Using the data below, return every line that holds the word "fails".

Data shown »
*-*-*

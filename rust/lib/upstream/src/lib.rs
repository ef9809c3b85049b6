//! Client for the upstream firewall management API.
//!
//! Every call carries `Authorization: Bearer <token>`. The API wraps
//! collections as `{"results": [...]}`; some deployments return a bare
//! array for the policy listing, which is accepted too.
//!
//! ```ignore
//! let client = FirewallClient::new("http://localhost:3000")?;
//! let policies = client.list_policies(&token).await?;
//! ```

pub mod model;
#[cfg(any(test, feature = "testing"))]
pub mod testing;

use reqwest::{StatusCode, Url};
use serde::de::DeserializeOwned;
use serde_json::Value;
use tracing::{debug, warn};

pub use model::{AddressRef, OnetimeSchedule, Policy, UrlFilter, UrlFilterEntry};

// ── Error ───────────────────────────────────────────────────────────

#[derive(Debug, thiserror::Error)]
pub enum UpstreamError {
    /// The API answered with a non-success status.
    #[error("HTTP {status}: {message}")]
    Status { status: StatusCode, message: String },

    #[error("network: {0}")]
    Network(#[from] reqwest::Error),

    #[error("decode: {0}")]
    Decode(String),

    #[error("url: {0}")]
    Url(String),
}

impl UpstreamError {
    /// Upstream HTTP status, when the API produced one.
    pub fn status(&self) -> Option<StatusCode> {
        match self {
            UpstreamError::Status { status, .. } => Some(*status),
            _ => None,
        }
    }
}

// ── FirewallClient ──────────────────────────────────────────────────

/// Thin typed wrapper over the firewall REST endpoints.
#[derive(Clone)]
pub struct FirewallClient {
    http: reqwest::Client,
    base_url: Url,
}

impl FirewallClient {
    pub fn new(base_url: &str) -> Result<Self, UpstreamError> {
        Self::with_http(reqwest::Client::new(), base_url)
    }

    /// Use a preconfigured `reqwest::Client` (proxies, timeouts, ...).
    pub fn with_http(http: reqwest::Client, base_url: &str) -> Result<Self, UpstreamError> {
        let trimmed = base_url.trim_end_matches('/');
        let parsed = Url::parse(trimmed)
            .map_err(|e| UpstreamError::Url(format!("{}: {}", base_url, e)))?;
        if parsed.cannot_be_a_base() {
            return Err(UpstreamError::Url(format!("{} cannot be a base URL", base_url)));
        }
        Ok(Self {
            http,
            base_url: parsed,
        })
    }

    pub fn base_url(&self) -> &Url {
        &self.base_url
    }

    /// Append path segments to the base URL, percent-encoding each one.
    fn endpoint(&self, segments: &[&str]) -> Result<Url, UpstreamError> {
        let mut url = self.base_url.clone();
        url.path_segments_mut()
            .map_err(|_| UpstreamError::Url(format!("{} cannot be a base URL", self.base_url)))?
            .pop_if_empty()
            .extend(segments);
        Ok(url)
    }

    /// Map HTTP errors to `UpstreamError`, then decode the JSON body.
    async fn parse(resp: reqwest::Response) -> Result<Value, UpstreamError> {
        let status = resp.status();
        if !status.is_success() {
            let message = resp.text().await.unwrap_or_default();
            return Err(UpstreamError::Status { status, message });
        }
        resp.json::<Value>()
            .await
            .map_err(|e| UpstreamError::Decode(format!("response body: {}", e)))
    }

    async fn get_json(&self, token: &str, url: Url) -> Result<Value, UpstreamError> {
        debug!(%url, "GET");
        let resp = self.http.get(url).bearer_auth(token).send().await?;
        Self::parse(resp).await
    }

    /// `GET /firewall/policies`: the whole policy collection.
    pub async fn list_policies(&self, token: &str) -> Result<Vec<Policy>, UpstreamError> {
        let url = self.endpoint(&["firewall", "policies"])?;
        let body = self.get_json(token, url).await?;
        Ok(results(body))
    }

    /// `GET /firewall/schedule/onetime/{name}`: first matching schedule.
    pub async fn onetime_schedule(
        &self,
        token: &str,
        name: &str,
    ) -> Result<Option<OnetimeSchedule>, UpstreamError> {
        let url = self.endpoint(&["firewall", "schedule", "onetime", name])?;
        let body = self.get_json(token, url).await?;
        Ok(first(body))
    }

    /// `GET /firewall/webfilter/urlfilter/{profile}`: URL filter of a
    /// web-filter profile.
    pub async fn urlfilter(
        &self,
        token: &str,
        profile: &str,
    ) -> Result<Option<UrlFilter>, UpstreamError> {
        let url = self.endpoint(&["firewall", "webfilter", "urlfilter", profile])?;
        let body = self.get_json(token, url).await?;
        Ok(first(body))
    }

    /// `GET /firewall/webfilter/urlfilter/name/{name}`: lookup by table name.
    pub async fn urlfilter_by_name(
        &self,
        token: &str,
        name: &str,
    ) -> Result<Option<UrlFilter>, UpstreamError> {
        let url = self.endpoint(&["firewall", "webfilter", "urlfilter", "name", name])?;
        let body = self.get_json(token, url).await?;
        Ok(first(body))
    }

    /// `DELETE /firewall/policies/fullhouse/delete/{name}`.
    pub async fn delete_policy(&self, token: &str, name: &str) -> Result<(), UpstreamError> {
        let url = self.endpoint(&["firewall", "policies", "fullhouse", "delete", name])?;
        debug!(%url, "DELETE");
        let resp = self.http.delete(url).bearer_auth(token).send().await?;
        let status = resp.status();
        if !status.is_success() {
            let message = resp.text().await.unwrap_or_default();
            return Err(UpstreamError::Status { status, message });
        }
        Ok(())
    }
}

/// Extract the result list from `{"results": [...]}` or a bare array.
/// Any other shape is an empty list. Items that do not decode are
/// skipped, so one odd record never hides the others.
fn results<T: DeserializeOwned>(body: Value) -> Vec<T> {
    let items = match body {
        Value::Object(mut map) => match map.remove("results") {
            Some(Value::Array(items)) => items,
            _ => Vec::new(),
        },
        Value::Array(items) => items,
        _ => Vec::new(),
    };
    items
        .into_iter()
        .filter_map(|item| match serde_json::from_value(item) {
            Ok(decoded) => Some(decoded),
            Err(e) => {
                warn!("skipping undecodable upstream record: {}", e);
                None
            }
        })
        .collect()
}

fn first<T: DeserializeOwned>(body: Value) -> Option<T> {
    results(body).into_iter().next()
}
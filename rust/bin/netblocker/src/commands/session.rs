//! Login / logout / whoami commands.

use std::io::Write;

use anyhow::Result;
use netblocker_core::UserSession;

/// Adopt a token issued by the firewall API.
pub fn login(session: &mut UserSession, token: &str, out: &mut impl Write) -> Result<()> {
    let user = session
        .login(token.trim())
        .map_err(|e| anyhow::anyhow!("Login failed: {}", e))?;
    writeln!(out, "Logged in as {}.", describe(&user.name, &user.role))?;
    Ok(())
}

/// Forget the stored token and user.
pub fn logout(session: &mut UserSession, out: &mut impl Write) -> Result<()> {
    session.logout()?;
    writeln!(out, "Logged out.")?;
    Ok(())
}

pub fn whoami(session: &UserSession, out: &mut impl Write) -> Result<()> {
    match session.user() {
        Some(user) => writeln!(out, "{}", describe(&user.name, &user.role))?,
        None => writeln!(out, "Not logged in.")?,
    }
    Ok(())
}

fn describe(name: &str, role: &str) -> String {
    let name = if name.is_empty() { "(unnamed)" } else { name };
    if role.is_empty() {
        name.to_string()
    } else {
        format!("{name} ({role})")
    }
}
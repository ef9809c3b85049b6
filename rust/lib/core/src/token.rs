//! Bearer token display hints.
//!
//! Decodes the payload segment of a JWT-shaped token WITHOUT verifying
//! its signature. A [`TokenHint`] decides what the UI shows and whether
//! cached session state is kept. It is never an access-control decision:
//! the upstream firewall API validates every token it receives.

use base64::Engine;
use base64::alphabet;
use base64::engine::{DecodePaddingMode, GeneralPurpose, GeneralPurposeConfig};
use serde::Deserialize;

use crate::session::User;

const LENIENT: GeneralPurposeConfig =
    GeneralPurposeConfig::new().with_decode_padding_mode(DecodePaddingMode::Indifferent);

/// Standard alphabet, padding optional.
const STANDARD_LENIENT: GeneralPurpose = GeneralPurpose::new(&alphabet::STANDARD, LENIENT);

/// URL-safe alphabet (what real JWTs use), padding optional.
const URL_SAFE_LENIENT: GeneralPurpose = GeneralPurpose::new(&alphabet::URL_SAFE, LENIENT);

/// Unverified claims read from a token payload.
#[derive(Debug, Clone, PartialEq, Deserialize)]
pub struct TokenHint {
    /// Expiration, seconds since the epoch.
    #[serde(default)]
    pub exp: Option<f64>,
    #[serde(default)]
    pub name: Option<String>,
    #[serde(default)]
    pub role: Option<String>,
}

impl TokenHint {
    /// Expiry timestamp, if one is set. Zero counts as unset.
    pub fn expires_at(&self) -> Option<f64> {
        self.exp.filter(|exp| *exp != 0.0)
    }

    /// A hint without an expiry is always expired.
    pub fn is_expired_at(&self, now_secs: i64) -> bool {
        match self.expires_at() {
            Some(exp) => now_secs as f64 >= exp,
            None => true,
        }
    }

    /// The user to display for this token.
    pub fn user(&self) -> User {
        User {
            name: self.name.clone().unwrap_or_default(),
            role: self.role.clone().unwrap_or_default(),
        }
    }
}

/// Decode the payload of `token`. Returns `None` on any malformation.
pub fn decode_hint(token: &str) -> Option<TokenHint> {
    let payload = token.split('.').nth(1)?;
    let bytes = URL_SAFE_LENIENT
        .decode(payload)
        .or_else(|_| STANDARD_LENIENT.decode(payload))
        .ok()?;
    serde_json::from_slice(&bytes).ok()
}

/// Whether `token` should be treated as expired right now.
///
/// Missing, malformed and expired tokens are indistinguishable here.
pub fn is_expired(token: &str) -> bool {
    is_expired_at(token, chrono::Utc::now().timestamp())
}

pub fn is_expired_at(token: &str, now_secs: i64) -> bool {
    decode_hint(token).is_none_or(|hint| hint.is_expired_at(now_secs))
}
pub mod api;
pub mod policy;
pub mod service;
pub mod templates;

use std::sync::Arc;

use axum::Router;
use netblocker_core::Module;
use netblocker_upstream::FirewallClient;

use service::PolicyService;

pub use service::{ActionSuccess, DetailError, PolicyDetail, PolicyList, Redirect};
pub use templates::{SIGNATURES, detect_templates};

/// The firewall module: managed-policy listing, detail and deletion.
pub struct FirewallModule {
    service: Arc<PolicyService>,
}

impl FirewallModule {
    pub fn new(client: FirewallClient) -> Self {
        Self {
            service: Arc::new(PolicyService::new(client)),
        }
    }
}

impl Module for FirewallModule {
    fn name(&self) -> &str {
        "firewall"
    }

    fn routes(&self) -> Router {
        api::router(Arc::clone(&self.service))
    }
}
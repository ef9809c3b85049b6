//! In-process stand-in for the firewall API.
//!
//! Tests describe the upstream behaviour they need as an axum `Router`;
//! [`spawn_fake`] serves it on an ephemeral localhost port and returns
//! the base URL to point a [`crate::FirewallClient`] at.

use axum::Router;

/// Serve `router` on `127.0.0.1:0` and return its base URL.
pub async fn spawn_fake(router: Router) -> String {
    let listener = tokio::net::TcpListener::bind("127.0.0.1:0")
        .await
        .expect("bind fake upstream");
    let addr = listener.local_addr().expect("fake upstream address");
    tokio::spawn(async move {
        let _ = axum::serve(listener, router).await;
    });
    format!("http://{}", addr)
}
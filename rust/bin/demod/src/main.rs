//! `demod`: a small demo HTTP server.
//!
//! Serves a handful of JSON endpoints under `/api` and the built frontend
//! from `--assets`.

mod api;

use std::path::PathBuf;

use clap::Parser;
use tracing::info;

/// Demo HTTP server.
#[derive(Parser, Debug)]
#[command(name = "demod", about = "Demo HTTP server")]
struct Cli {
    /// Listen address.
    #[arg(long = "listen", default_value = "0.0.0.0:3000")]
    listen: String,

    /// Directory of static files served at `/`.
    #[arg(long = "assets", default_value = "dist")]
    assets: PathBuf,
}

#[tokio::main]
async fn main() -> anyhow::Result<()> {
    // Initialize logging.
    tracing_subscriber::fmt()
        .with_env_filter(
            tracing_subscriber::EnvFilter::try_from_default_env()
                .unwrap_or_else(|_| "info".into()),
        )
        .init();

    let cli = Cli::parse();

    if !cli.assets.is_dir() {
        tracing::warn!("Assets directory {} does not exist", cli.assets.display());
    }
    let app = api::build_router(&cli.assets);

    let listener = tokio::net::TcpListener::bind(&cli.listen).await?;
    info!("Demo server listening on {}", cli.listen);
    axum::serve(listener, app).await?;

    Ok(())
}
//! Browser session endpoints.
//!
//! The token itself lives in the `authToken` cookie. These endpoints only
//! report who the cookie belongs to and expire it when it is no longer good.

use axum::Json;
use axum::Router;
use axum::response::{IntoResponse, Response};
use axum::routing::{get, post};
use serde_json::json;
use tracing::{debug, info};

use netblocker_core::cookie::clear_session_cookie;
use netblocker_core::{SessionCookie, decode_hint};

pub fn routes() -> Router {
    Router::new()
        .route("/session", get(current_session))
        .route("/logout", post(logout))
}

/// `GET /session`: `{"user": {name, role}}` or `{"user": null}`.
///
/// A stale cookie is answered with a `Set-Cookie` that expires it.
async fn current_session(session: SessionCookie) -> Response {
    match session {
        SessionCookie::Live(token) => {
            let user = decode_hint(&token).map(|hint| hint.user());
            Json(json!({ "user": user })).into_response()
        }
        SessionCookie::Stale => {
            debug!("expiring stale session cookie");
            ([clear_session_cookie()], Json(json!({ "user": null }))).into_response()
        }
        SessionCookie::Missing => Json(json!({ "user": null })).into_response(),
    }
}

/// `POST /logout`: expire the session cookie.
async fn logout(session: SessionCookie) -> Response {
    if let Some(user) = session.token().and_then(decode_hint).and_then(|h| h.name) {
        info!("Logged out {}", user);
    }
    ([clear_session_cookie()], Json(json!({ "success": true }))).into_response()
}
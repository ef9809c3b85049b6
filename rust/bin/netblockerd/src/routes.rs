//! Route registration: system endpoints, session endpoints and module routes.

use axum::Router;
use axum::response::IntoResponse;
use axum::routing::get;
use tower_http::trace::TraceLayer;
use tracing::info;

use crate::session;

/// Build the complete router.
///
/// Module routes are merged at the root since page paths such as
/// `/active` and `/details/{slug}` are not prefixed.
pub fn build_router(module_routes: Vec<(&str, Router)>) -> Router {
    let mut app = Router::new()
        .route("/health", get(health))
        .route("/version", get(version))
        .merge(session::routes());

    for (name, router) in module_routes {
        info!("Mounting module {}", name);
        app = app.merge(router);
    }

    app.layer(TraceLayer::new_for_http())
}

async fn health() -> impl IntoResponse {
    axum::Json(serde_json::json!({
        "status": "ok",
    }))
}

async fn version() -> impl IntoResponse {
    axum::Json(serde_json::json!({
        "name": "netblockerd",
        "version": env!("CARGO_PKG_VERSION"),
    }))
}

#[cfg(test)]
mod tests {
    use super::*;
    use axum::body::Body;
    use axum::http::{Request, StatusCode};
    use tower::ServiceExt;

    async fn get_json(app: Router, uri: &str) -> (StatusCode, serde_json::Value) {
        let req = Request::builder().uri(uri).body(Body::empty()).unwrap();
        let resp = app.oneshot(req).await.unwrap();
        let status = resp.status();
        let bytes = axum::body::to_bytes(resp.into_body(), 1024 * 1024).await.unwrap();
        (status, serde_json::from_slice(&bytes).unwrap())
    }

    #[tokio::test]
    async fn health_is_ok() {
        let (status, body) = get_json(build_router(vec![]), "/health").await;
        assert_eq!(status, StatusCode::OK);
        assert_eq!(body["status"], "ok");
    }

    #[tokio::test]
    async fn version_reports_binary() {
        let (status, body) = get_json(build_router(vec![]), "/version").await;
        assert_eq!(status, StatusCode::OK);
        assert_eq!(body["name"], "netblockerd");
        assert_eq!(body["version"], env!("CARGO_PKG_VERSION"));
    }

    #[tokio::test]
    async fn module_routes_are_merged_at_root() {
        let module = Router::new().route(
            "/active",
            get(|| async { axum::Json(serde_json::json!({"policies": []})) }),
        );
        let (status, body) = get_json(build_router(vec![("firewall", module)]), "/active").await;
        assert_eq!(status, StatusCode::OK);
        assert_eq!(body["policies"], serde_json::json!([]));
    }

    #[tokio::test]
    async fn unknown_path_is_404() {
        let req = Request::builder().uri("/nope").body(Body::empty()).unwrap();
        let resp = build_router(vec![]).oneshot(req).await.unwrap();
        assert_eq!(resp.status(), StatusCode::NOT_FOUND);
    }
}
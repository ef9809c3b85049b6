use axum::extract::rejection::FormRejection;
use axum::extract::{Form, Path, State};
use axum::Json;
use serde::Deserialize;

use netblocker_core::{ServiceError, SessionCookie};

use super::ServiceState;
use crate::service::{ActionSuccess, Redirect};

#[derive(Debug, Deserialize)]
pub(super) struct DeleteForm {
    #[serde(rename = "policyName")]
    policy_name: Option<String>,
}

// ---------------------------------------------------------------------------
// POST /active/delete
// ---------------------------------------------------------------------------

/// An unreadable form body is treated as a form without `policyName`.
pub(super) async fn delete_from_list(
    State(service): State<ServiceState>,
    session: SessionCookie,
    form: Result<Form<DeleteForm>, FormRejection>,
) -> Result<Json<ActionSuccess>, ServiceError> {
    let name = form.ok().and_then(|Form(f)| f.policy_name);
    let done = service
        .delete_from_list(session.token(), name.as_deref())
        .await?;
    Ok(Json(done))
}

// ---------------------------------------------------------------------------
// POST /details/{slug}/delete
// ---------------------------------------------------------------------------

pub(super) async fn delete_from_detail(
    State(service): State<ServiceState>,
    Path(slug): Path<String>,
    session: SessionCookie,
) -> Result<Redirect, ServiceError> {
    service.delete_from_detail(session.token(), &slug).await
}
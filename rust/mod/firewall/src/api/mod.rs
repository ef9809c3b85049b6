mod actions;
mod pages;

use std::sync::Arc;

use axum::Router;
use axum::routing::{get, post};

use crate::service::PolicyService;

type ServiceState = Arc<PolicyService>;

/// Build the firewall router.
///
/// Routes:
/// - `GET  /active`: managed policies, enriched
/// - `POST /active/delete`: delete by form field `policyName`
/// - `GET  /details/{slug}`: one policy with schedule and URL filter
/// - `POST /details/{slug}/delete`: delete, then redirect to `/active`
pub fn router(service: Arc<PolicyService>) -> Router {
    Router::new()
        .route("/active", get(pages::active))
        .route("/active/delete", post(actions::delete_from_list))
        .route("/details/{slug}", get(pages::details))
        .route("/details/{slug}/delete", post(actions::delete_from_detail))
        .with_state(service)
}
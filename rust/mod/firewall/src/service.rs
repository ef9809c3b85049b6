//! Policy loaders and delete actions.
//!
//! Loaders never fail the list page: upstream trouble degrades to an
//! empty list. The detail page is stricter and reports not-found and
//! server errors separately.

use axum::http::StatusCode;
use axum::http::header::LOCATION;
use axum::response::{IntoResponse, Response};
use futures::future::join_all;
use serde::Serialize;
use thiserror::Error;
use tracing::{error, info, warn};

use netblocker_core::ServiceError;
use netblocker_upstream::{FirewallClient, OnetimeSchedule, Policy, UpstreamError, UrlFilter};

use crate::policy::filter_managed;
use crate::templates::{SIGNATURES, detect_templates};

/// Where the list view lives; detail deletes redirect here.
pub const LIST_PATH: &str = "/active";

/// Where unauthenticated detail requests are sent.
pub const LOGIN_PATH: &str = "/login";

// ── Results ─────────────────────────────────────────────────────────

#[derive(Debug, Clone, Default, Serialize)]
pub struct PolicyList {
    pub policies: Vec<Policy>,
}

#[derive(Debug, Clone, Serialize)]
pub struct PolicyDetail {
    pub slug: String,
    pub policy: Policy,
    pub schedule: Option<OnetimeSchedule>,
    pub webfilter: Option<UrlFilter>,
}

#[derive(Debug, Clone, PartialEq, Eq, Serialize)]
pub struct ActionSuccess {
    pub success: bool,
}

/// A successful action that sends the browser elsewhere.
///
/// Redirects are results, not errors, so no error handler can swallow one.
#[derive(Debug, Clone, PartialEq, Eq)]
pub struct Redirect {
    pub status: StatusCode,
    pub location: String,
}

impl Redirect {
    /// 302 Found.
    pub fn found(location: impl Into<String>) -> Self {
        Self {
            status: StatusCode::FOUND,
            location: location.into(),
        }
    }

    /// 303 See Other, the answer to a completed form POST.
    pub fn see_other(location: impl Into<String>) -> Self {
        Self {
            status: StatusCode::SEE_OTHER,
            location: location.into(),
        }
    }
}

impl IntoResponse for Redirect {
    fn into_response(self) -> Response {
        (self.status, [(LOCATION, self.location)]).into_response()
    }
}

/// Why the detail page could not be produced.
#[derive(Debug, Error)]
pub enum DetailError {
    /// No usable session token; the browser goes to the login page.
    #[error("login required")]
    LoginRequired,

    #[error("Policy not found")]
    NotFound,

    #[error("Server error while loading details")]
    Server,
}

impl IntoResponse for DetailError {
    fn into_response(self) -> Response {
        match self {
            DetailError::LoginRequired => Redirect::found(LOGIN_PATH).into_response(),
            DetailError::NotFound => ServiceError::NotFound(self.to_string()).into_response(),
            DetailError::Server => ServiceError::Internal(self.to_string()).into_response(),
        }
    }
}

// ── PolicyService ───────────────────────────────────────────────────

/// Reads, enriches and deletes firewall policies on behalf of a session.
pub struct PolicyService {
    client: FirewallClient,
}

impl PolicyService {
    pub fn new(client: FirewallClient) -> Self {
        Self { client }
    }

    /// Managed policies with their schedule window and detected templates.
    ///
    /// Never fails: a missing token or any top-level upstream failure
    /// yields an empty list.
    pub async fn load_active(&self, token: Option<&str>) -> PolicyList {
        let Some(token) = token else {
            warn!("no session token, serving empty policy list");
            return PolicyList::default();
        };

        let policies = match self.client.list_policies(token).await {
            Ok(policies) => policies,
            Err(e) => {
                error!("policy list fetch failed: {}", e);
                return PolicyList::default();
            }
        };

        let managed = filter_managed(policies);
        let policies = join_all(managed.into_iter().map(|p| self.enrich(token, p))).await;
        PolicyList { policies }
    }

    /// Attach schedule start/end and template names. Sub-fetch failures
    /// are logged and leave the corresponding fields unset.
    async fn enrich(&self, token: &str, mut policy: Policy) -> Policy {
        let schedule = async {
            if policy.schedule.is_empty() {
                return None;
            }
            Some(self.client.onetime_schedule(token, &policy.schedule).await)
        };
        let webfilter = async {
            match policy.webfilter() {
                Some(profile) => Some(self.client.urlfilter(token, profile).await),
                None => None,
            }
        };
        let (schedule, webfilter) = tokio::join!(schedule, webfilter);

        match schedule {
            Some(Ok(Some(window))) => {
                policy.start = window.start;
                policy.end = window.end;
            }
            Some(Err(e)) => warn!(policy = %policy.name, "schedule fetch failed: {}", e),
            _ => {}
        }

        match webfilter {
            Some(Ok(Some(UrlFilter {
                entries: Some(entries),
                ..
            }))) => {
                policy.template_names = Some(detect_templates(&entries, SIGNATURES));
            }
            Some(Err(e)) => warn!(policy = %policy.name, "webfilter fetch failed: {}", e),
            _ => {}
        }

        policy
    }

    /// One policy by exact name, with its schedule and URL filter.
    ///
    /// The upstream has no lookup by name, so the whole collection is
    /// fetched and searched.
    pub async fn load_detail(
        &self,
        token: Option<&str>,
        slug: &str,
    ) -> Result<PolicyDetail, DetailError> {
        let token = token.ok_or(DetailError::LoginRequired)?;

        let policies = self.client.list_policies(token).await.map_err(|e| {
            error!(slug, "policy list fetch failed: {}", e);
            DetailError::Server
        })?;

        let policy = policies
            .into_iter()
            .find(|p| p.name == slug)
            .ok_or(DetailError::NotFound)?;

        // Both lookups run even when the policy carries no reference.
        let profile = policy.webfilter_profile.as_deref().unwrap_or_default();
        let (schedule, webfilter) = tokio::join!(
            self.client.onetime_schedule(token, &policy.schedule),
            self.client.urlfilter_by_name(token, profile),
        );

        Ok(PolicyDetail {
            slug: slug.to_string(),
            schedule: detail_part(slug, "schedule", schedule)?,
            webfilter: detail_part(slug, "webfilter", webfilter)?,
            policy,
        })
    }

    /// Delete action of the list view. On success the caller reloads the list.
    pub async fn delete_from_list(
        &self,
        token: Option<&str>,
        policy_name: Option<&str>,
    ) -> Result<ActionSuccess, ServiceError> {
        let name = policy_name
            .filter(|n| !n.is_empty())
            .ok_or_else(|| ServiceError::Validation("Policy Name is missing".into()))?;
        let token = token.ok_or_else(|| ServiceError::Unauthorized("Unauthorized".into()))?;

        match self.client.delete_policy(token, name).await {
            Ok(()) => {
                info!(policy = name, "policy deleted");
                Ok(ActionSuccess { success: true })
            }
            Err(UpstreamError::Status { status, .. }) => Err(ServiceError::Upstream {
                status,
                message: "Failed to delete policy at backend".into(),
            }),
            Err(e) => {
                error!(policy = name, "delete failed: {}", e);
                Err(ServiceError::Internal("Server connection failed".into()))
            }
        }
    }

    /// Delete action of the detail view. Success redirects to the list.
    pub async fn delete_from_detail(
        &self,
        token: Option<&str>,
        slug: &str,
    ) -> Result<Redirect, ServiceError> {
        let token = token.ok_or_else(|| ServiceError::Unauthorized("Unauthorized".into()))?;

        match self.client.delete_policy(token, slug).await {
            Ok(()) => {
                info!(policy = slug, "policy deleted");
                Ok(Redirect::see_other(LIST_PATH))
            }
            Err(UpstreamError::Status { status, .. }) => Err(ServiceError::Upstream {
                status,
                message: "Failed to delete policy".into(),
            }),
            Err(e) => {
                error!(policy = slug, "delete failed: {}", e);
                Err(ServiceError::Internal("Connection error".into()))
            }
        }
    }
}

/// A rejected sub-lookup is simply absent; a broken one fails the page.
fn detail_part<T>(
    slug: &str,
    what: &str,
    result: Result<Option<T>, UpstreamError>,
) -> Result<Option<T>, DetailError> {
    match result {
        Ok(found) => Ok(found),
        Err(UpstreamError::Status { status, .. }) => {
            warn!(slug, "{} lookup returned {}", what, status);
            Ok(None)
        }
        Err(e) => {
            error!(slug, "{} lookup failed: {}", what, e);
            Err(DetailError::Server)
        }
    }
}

*-*-*

Answer box »
    /// Never fails: a missing token or any top-level upstream failure
/// A rejected sub-lookup is simply absent; a broken one fails the page.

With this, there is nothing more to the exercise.